Never stayed in a bnb that was a true bnb. Just people renting out their whole house when family groups converge somewhere. Prefer it to hotels because we can do family meals and hang out in a living room instead of a hotel bedroom or lobby.
I secure entire apartments in European cities through AirBnB. They have equipped kitchens and often laundry facilities. Costs are far less than nearby hotels and I save on meals by sometimes cooking at the apartment.
Airbnbs:
10 people in 1000sf including 3 bunk beds in the master bedroom, livingroom was walled off to make a third bedroom. Place was filthy but cheap.
Single bedroom, less than a hotel/motel cost, reasonably decent, better than my car
2 bunk beds in room in bigger house, cheap, clean, noisy until really late
Single room in a 3 br place where the host (who lived there) was mostly absent and had the place to myself most nights
Quite honestly the youth hostels I have been in have been better than any of the bunkbed places I have stayed in. Sleeping in my car has also been better than any of the bunk bed arrangements - not to mention cheaper. The no shower though would have been inconvenient.
Hotel/motel
All the cheap motels I have stayed in have been crappy. More than once not clean, noisy, things not working… Sometimes they were better than staying in my car due to the fridge and microwave, other times the car would have been a better choice (except no shower).
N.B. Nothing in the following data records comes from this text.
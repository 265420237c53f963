//! Accelerometer Calibration Error Types
//!
//! Every error is handled locally: it is returned to the caller and
//! narrated through the status reporter, and none of them is fatal. A failed
//! session returns to `NotStarted` and can be restarted.

use core::fmt;

/// Reasons the least-squares fit did not produce a usable correction
#[derive(Debug, Clone, Copy, PartialEq, Eq)]
pub enum FitError {
    /// Fewer samples than unknowns
    NotEnoughSamples,
    /// Normal equations could not be solved (degenerate sample geometry)
    Singular,
    /// Solution contains NaN or infinity
    NonFinite,
    /// RMS residual stayed above the configured tolerance
    ResidualTooLarge,
    /// Fitted offset magnitude is implausibly large
    OffsetOutOfRange,
    /// A fitted scale factor lies outside the accepted range
    ScaleOutOfRange,
}

impl FitError {
    /// Short description suitable for status text and log lines
    pub fn as_str(self) -> &'static str {
        match self {
            FitError::NotEnoughSamples => "not enough samples",
            FitError::Singular => "degenerate sample geometry",
            FitError::NonFinite => "non-finite solution",
            FitError::ResidualTooLarge => "fit did not converge",
            FitError::OffsetOutOfRange => "offset out of range",
            FitError::ScaleOutOfRange => "scale out of range",
        }
    }
}

impl fmt::Display for FitError {
    fn fmt(&self, f: &mut fmt::Formatter<'_>) -> fmt::Result {
        f.write_str(self.as_str())
    }
}

/// Why a single calibrator ended in `Failed`
#[derive(Debug, Clone, Copy, PartialEq, Eq)]
pub enum CalibratorFailure {
    /// Stalled in WaitingForOrientation or CollectingSample past its bound
    StepTimeout,
    /// The fit rejected the collected samples
    Fit(FitError),
}

impl fmt::Display for CalibratorFailure {
    fn fmt(&self, f: &mut fmt::Formatter<'_>) -> fmt::Result {
        match self {
            CalibratorFailure::StepTimeout => write!(f, "timed out"),
            CalibratorFailure::Fit(err) => write!(f, "fit failure: {}", err),
        }
    }
}

/// Errors surfaced by the calibration orchestrator
#[derive(Debug, Clone, Copy, PartialEq, Eq)]
pub enum AccelCalError {
    /// Client registry is at capacity; registration ignored
    RegistrationOverflow,
    /// Client object is already registered
    DuplicateClient,
    /// `start` called while a session is running
    AlreadyRunning,
    /// `start` called with no calibrators registered
    NoCalibrators,
    /// `collect_sample` called while not every calibrator is waiting
    NotReady,
    /// A calibrator stalled past the configured bound
    StepTimeout,
    /// A calibrator's fit failed
    FitFailure(FitError),
    /// Calibrators disagree on which orientation step they are on
    StepMismatch,
}

impl AccelCalError {
    /// Short name for log lines (fit causes are not included)
    pub fn as_str(self) -> &'static str {
        match self {
            AccelCalError::RegistrationOverflow => "registration overflow",
            AccelCalError::DuplicateClient => "duplicate client",
            AccelCalError::AlreadyRunning => "already running",
            AccelCalError::NoCalibrators => "no calibrators",
            AccelCalError::NotReady => "not ready",
            AccelCalError::StepTimeout => "step timeout",
            AccelCalError::FitFailure(_) => "fit failure",
            AccelCalError::StepMismatch => "step mismatch",
        }
    }
}

impl fmt::Display for AccelCalError {
    fn fmt(&self, f: &mut fmt::Formatter<'_>) -> fmt::Result {
        match self {
            AccelCalError::RegistrationOverflow => write!(f, "too many calibration clients"),
            AccelCalError::DuplicateClient => write!(f, "client already registered"),
            AccelCalError::AlreadyRunning => write!(f, "calibration already running"),
            AccelCalError::NoCalibrators => write!(f, "no accelerometers to calibrate"),
            AccelCalError::NotReady => write!(f, "not ready to collect sample"),
            AccelCalError::StepTimeout => write!(f, "timed out waiting for sample"),
            AccelCalError::FitFailure(err) => write!(f, "fit failure: {}", err),
            AccelCalError::StepMismatch => write!(f, "sensors out of step"),
        }
    }
}

impl From<CalibratorFailure> for AccelCalError {
    fn from(failure: CalibratorFailure) -> Self {
        match failure {
            CalibratorFailure::StepTimeout => AccelCalError::StepTimeout,
            CalibratorFailure::Fit(err) => AccelCalError::FitFailure(err),
        }
    }
}

impl From<FitError> for AccelCalError {
    fn from(err: FitError) -> Self {
        AccelCalError::FitFailure(err)
    }
}

#[cfg(test)]
mod tests {
    extern crate std;
    use std::format;

    use super::*;

    #[test]
    fn test_error_display_names_cause() {
        assert_eq!(
            format!("{}", AccelCalError::StepTimeout),
            "timed out waiting for sample"
        );
        assert_eq!(
            format!("{}", AccelCalError::FitFailure(FitError::Singular)),
            "fit failure: degenerate sample geometry"
        );
        assert_eq!(
            format!("{}", AccelCalError::NotReady),
            "not ready to collect sample"
        );
    }

    #[test]
    fn test_calibrator_failure_conversion() {
        assert_eq!(
            AccelCalError::from(CalibratorFailure::StepTimeout),
            AccelCalError::StepTimeout
        );
        assert_eq!(
            AccelCalError::from(CalibratorFailure::Fit(FitError::ScaleOutOfRange)),
            AccelCalError::FitFailure(FitError::ScaleOutOfRange)
        );
    }

    #[test]
    fn test_error_names_for_logs() {
        assert_eq!(AccelCalError::StepMismatch.as_str(), "step mismatch");
        assert_eq!(
            AccelCalError::FitFailure(FitError::Singular).as_str(),
            "fit failure"
        );
    }

    #[test]
    fn test_calibrator_failure_display() {
        assert_eq!(format!("{}", CalibratorFailure::StepTimeout), "timed out");
        assert_eq!(
            format!("{}", CalibratorFailure::Fit(FitError::ResidualTooLarge)),
            "fit failure: fit did not converge"
        );
    }
}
Only a couple of times the hotels/motels were good and I could only stay in those when I qualified for social services help to pay for them when at the cancer center. I preferred them to my car or airbnb100% of the time. They actually put us up in nice places. Both times I went to MDA this year I was able to stay in a nice hotel thank you MDA.
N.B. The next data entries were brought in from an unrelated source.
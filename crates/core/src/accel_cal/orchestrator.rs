//! Calibration Session Orchestrator
//!
//! Multiplexes every registered client's calibrators into one session with a
//! single aggregate status. Modeled after ArduPilot's AP_AccelCal:
//!
//! - operator commands act as a barrier: a sample is only collected when
//!   every calibrator is waiting for an orientation
//! - the first failing calibrator fails the whole session
//! - clients hear about the end of a session exactly once, through
//!   [`AccelCalClient::save_calibrations`] or
//!   [`AccelCalClient::calibration_cancelled`]
//!
//! The orchestrator holds non-owning references to clients and the status
//! reporter. It knows nothing about MAVLink or parameter storage.

use core::cell::RefCell;
use core::fmt;
use core::ptr;

use heapless::Vec;

use super::calibrator::{AccelCalibrator, SampleOutcome};
use super::client::AccelCalClient;
use super::command::AccelCalCommand;
use super::config::AccelCalConfig;
use super::error::{AccelCalError, CalibratorFailure};
use super::position::VehiclePosition;
use super::reporter::{Severity, StatusReporter};
use super::status::{CalibrationStatus, StatusTally};
use crate::traits::TimeSource;

/// Maximum registered clients
pub const MAX_CLIENTS: usize = 4;

/// How a finished session ended
#[derive(Debug, Clone, Copy, PartialEq, Eq)]
pub enum SessionOutcome {
    /// Every calibrator succeeded and every client saved
    Succeeded,
    /// The session failed; clients were told to discard
    Failed(AccelCalError),
}

/// Per-update view of every calibrator
struct CalibratorScan {
    tally: StatusTally,
    failure: Option<CalibratorFailure>,
    min_step: u8,
    max_step: u8,
    accepted: bool,
    rejected: bool,
}

impl CalibratorScan {
    fn new() -> Self {
        Self {
            tally: StatusTally::default(),
            failure: None,
            min_step: u8::MAX,
            max_step: 0,
            accepted: false,
            rejected: false,
        }
    }

    fn record(&mut self, cal: &mut AccelCalibrator) {
        match cal.take_sample_outcome() {
            Some(SampleOutcome::Accepted) => self.accepted = true,
            Some(SampleOutcome::Rejected) => self.rejected = true,
            None => {}
        }

        let status = cal.status();
        self.tally.record(status);
        if status == CalibrationStatus::Failed && self.failure.is_none() {
            self.failure = cal.failure();
        }

        let step = cal.step();
        self.min_step = self.min_step.min(step);
        self.max_step = self.max_step.max(step);
    }
}

/// Accelerometer calibration session.
///
/// Constructed once by the sensor-management layer; clients register at
/// init and stay registered for the lifetime of the orchestrator.
pub struct AccelCal<'a, T: TimeSource> {
    time: T,
    config: AccelCalConfig,
    clients: Vec<&'a RefCell<dyn AccelCalClient + 'a>, MAX_CLIENTS>,
    reporter: Option<&'a dyn StatusReporter>,
    started: bool,
    /// 1-based orientation step last prompted (0 = none yet)
    step: u8,
}

impl<'a, T: TimeSource> AccelCal<'a, T> {
    pub fn new(time: T, config: AccelCalConfig) -> Self {
        Self {
            time,
            config: config.sanitized(),
            clients: Vec::new(),
            reporter: None,
            started: false,
            step: 0,
        }
    }

    // ========================================================================
    // Registry
    // ========================================================================

    /// Register a calibrator client.
    ///
    /// # Errors
    ///
    /// - [`AccelCalError::RegistrationOverflow`] with `MAX_CLIENTS` registered
    /// - [`AccelCalError::DuplicateClient`] if this client is already registered
    /// - [`AccelCalError::AlreadyRunning`] while a session is running
    ///
    /// The registry is untouched on error.
    pub fn register<C>(&mut self, client: &'a RefCell<C>) -> Result<(), AccelCalError>
    where
        C: AccelCalClient + 'a,
    {
        let client: &'a RefCell<dyn AccelCalClient + 'a> = client;

        if self.started {
            return Err(AccelCalError::AlreadyRunning);
        }
        if self
            .clients
            .iter()
            .any(|existing| ptr::addr_eq(*existing, client))
        {
            return Err(AccelCalError::DuplicateClient);
        }
        self.clients
            .push(client)
            .map_err(|_| AccelCalError::RegistrationOverflow)
    }

    pub fn client_count(&self) -> usize {
        self.clients.len()
    }

    /// Total calibrators across every client
    pub fn calibrator_count(&self) -> usize {
        self.fold_calibrators(0, |count, _| count + 1)
    }

    // ========================================================================
    // Session control
    // ========================================================================

    /// Start a session, resetting and starting every calibrator.
    ///
    /// The reporter is kept until the next `start`.
    ///
    /// # Errors
    ///
    /// - [`AccelCalError::AlreadyRunning`] if a session is running; nothing
    ///   is touched
    /// - [`AccelCalError::NoCalibrators`] if no client exposes a calibrator
    pub fn start(&mut self, reporter: &'a dyn StatusReporter) -> Result<(), AccelCalError> {
        if self.started {
            reporter.report(
                Severity::Warning,
                format_args!("{}", AccelCalError::AlreadyRunning),
            );
            return Err(AccelCalError::AlreadyRunning);
        }

        let count = self.calibrator_count();
        if count == 0 {
            reporter.report(
                Severity::Error,
                format_args!("{}", AccelCalError::NoCalibrators),
            );
            return Err(AccelCalError::NoCalibrators);
        }

        let now_ms = self.time.now_ms();
        let config = self.config;
        self.for_each_calibrator_mut(|cal| {
            cal.reset();
            cal.start(config, now_ms);
        });

        self.reporter = Some(reporter);
        self.started = true;
        self.step = 1;
        self.report(
            Severity::Info,
            format_args!("Calibration started for {} accelerometers", count),
        );
        self.prompt_orientation();
        Ok(())
    }

    /// Abort the running session.
    ///
    /// No-op when not started. Every calibrator is reset; clients hear
    /// `calibration_cancelled` once unless every calibrator had already
    /// finished, in which case the finished results are dropped without
    /// any callback.
    pub fn clear(&mut self) {
        if !self.started {
            return;
        }
        self.report(Severity::Info, format_args!("Calibration cancelled"));
        if !self.status().is_terminal() {
            self.notify_cancelled();
        }
        self.end_session();
    }

    /// Collect the current orientation on every calibrator.
    ///
    /// # Errors
    ///
    /// [`AccelCalError::NotReady`] unless a session is running and every
    /// calibrator is waiting for an orientation. No calibrator changes.
    pub fn collect_sample(&mut self) -> Result<(), AccelCalError> {
        self.collect_with(self.reporter)
    }

    fn collect_with(
        &mut self,
        reporter: Option<&dyn StatusReporter>,
    ) -> Result<(), AccelCalError> {
        let ready = self.fold_calibrators(true, |ready, cal| {
            ready && cal.status() == CalibrationStatus::WaitingForOrientation
        });
        if !self.started || !ready {
            if let Some(reporter) = reporter {
                reporter.report(Severity::Warning, format_args!("{}", AccelCalError::NotReady));
            }
            return Err(AccelCalError::NotReady);
        }

        let now_ms = self.time.now_ms();
        self.for_each_calibrator_mut(|cal| {
            // Every calibrator was checked to be waiting above
            let _ = cal.collect_sample(now_ms);
        });
        Ok(())
    }

    /// Advance the session; call once per control cycle.
    ///
    /// Returns the outcome when this call ended the session.
    pub fn update(&mut self) -> Option<SessionOutcome> {
        if !self.started {
            return None;
        }

        let now_ms = self.time.now_ms();
        let mut scan = CalibratorScan::new();
        self.for_each_calibrator_mut(|cal| {
            cal.check_for_timeout(now_ms);
            scan.record(cal);
        });

        if scan.rejected {
            self.report(
                Severity::Warning,
                format_args!("Sample rejected: orientation too close to a previous one"),
            );
        }

        match scan.tally.aggregate(true) {
            CalibrationStatus::Failed => {
                let cause = scan
                    .failure
                    .map(AccelCalError::from)
                    .unwrap_or(AccelCalError::StepTimeout);
                self.fail(cause);
                Some(SessionOutcome::Failed(cause))
            }
            CalibrationStatus::Success => {
                self.succeed();
                Some(SessionOutcome::Succeeded)
            }
            CalibrationStatus::WaitingForOrientation => {
                if scan.min_step != scan.max_step {
                    self.fail(AccelCalError::StepMismatch);
                    return Some(SessionOutcome::Failed(AccelCalError::StepMismatch));
                }

                if scan.max_step != self.step {
                    if scan.accepted {
                        self.report(
                            Severity::Info,
                            format_args!("Sample {} collected", self.step),
                        );
                    }
                    self.step = scan.max_step;
                    self.prompt_orientation();
                } else if scan.rejected {
                    self.prompt_orientation();
                }
                None
            }
            _ => None,
        }
    }

    /// Execute one operator command and reply with the session status.
    ///
    /// The reply goes to `reporter` at the severity of the resulting status.
    pub fn handle_command(
        &mut self,
        command: AccelCalCommand,
        reporter: &'a dyn StatusReporter,
    ) -> Result<(), AccelCalError> {
        let result = match command {
            AccelCalCommand::Start => self.start(reporter),
            AccelCalCommand::CollectSample { position } => self.collect_at(position, reporter),
            AccelCalCommand::Cancel => {
                self.clear();
                Ok(())
            }
        };

        let status = self.status();
        reporter.report(status.severity(), format_args!("Calibration: {}", status));
        result
    }

    /// Execute queued commands, then run one update.
    ///
    /// Command errors are narrated through `reporter` and not returned.
    pub fn update_with_commands<I>(
        &mut self,
        commands: I,
        reporter: &'a dyn StatusReporter,
    ) -> Option<SessionOutcome>
    where
        I: IntoIterator<Item = AccelCalCommand>,
    {
        for command in commands {
            let _ = self.handle_command(command, reporter);
        }
        self.update()
    }

    // ========================================================================
    // Queries
    // ========================================================================

    /// Aggregate session status, derived from every calibrator.
    pub fn status(&self) -> CalibrationStatus {
        self.fold_calibrators(StatusTally::default(), |mut tally, cal| {
            tally.record(cal.status());
            tally
        })
        .aggregate(self.started)
    }

    pub fn is_started(&self) -> bool {
        self.started
    }

    /// 1-based orientation step the operator was last asked for (0 when idle)
    pub fn step(&self) -> u8 {
        self.step
    }

    /// Orientation the session is waiting for, if it has a fixed placement
    pub fn expected_position(&self) -> Option<VehiclePosition> {
        if self.started {
            VehiclePosition::from_step(self.step)
        } else {
            None
        }
    }

    pub fn config(&self) -> &AccelCalConfig {
        &self.config
    }

    /// Replace the configuration; takes effect at the next `start`.
    pub fn set_config(&mut self, config: AccelCalConfig) {
        self.config = config.sanitized();
    }

    // ========================================================================
    // Internals
    // ========================================================================

    fn collect_at(
        &mut self,
        position: Option<VehiclePosition>,
        reporter: &dyn StatusReporter,
    ) -> Result<(), AccelCalError> {
        // Steps past the six named placements accept any orientation
        if let (Some(reported), Some(expected)) = (position, self.expected_position()) {
            if reported != expected {
                reporter.report(
                    Severity::Warning,
                    format_args!(
                        "Vehicle reported {} but step {} was requested",
                        reported, self.step
                    ),
                );
                return Err(AccelCalError::NotReady);
            }
        }
        self.collect_with(Some(reporter))
    }

    fn prompt_orientation(&self) {
        match VehiclePosition::from_step(self.step) {
            Some(position) => self.report(
                Severity::Info,
                format_args!("Place vehicle {} and press any key.", position),
            ),
            None => self.report(
                Severity::Info,
                format_args!("Place vehicle in a new orientation and press any key."),
            ),
        }
    }

    fn fail(&mut self, cause: AccelCalError) {
        self.report(Severity::Error, format_args!("Calibration FAILED: {}", cause));
        self.notify_cancelled();
        self.end_session();
    }

    fn succeed(&mut self) {
        self.report(Severity::Notice, format_args!("Calibration successful"));
        for client in &self.clients {
            client.borrow_mut().save_calibrations();
        }
        self.end_session();
    }

    fn notify_cancelled(&self) {
        for client in &self.clients {
            client.borrow_mut().calibration_cancelled();
        }
    }

    /// Reset every calibrator. The reporter stays for late rejections.
    fn end_session(&mut self) {
        self.for_each_calibrator_mut(AccelCalibrator::reset);
        self.started = false;
        self.step = 0;
    }

    fn report(&self, severity: Severity, message: fmt::Arguments<'_>) {
        if let Some(reporter) = self.reporter {
            reporter.report(severity, message);
        }
    }

    fn fold_calibrators<B>(&self, init: B, mut f: impl FnMut(B, &AccelCalibrator) -> B) -> B {
        let mut acc = init;
        for client in &self.clients {
            let client = client.borrow();
            let mut index = 0;
            while let Some(cal) = client.calibrator(index) {
                acc = f(acc, cal);
                index += 1;
            }
        }
        acc
    }

    fn for_each_calibrator_mut(&self, mut f: impl FnMut(&mut AccelCalibrator)) {
        for client in &self.clients {
            let mut client = client.borrow_mut();
            let mut index = 0;
            while let Some(cal) = client.calibrator_mut(index) {
                f(cal);
                index += 1;
            }
        }
    }
}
Overall nice hotel/motel> airbnb or car or crappy hotel/motel
Mixed reviews if car or airbnb or cheap hotel/motel were better.
All of them are better than a tent in the pouring rain. BUT there are times a tent > than all the other choices.
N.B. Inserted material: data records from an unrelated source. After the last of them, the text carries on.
//! MAVLink 2.0 Protocol Communication
//!
//! Calibration-facing part of the ground station link. Frames are parsed and
//! written by the transport layer; this module owns the message semantics.
//!
//! # Architecture
//!
//! - **Handlers**: COMMAND_LONG to calibration commands
//! - **Status Notifier**: STATUSTEXT queue fed by the calibration session

pub mod handlers; // Message handlers
pub mod status_notifier; // STATUSTEXT notification system

pub use status_notifier::MavlinkReporter;
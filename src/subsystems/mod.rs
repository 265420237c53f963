//! Autopilot subsystems
//!
//! - **INS**: accelerometer instances, their corrections and calibrators
//! - **Accel Cal**: command queue and control-loop runner for calibration

pub mod accel_cal;
pub mod ins;
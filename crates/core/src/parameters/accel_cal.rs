//! Accelerometer Calibration Parameter Definitions
//!
//! # Parameters
//!
//! - `INS_ACAL_NSMP` - Orientation samples per calibration (6..=8)
//! - `INS_ACAL_STIME` - Averaging window per orientation (seconds)
//! - `INS_ACAL_TMO` - Time allowed to place the vehicle (seconds)
//! - `INS_ACAL_TOL` - Maximum RMS fit residual (m/s²)
//!
//! Settings without a parameter (sample gap timeout, iteration cap, sanity
//! bounds) keep their `AccelCalConfig` defaults.

use super::error::ParameterError;
use super::storage::{ParamFlags, ParamValue, ParameterStore};
use crate::accel_cal::AccelCalConfig;

/// Accelerometer calibration settings loaded from parameter store
#[derive(Debug, Clone, PartialEq)]
pub struct AccelCalParams {
    /// Orientation samples required
    pub num_samples: u8,
    /// Averaging window per orientation (seconds)
    pub sample_time: f32,
    /// Orientation timeout (seconds)
    pub step_timeout: f32,
    /// Fit tolerance (m/s²)
    pub fit_tolerance: f32,
}

impl Default for AccelCalParams {
    fn default() -> Self {
        let config = AccelCalConfig::default();
        Self {
            num_samples: config.num_samples,
            sample_time: config.sample_time_ms as f32 / 1000.0,
            step_timeout: config.step_timeout_ms as f32 / 1000.0,
            fit_tolerance: config.fit_tolerance,
        }
    }
}

impl AccelCalParams {
    /// Register calibration parameters with default values
    pub fn register_defaults(store: &mut ParameterStore) -> Result<(), ParameterError> {
        let defaults = Self::default();

        store.register(
            "INS_ACAL_NSMP",
            ParamValue::Int(i32::from(defaults.num_samples)),
            ParamFlags::empty(),
        )?;
        store.register(
            "INS_ACAL_STIME",
            ParamValue::Float(defaults.sample_time),
            ParamFlags::empty(),
        )?;
        store.register(
            "INS_ACAL_TMO",
            ParamValue::Float(defaults.step_timeout),
            ParamFlags::empty(),
        )?;
        store.register(
            "INS_ACAL_TOL",
            ParamValue::Float(defaults.fit_tolerance),
            ParamFlags::empty(),
        )?;

        Ok(())
    }

    /// Load calibration parameters, falling back to defaults for missing or
    /// non-positive values
    pub fn from_store(store: &ParameterStore) -> Self {
        let defaults = Self::default();
        let positive = |name: &str, fallback: f32| match store.get_f32(name) {
            Some(v) if v > 0.0 => v,
            _ => fallback,
        };

        Self {
            num_samples: positive("INS_ACAL_NSMP", f32::from(defaults.num_samples)) as u8,
            sample_time: positive("INS_ACAL_STIME", defaults.sample_time),
            step_timeout: positive("INS_ACAL_TMO", defaults.step_timeout),
            fit_tolerance: positive("INS_ACAL_TOL", defaults.fit_tolerance),
        }
    }

    /// Session configuration for these settings (sanitized)
    pub fn to_config(&self) -> AccelCalConfig {
        AccelCalConfig {
            num_samples: self.num_samples,
            sample_time_ms: (self.sample_time * 1000.0) as u32,
            step_timeout_ms: (self.step_timeout * 1000.0) as u32,
            fit_tolerance: self.fit_tolerance,
            ..AccelCalConfig::default()
        }
        .sanitized()
    }
}

#[cfg(test)]
mod tests {
    use super::*;

    #[test]
    fn test_register_defaults() {
        let mut store = ParameterStore::new();
        AccelCalParams::register_defaults(&mut store).unwrap();

        assert_eq!(store.get("INS_ACAL_NSMP"), Some(&ParamValue::Int(6)));
        assert_eq!(store.get_f32("INS_ACAL_TMO"), Some(30.0));
        assert_eq!(store.get_f32("INS_ACAL_TOL"), Some(0.5));
    }

    #[test]
    fn test_defaults_round_trip_to_config() {
        let mut store = ParameterStore::new();
        AccelCalParams::register_defaults(&mut store).unwrap();

        let config = AccelCalParams::from_store(&store).to_config();
        assert_eq!(config, AccelCalConfig::default());
    }

    #[test]
    fn test_custom_values() {
        let mut store = ParameterStore::new();
        AccelCalParams::register_defaults(&mut store).unwrap();
        store.set("INS_ACAL_NSMP", ParamValue::Int(8)).unwrap();
        store.set("INS_ACAL_TMO", ParamValue::Float(60.0)).unwrap();
        store.set("INS_ACAL_STIME", ParamValue::Float(1.5)).unwrap();

        let config = AccelCalParams::from_store(&store).to_config();
        assert_eq!(config.num_samples, 8);
        assert_eq!(config.step_timeout_ms, 60_000);
        assert_eq!(config.sample_time_ms, 1_500);
    }

    #[test]
    fn test_invalid_values_fall_back() {
        let mut store = ParameterStore::new();
        AccelCalParams::register_defaults(&mut store).unwrap();
        store.set("INS_ACAL_TOL", ParamValue::Float(-1.0)).unwrap();
        store.set("INS_ACAL_NSMP", ParamValue::Int(20)).unwrap();

        let params = AccelCalParams::from_store(&store);
        assert_eq!(params.fit_tolerance, 0.5);

        // Out-of-range sample count is clamped by the config
        assert_eq!(params.to_config().num_samples, 8);
    }

    #[test]
    fn test_empty_store_uses_defaults() {
        let store = ParameterStore::new();
        assert_eq!(AccelCalParams::from_store(&store), AccelCalParams::default());
    }
}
I’d imagine that more expensive motels/hotels and more expensive airbnb’s would be much better than my car. Airbnb vs hotel/motel depends on so many things.
When I worked, I spent a lot of time traveling. After a couple of years, I always insisted on Marriott Hotels. Everything was always in the same place. Usually, the pictures on the wall were the same (or close enough to not matter). When you’ve been gone from home and bounced from one city to another for two or three weeks, it’s a good thing to wake up in the middle of the night and know where the bathroom is, and where the controls are to adjust the temperature of the room.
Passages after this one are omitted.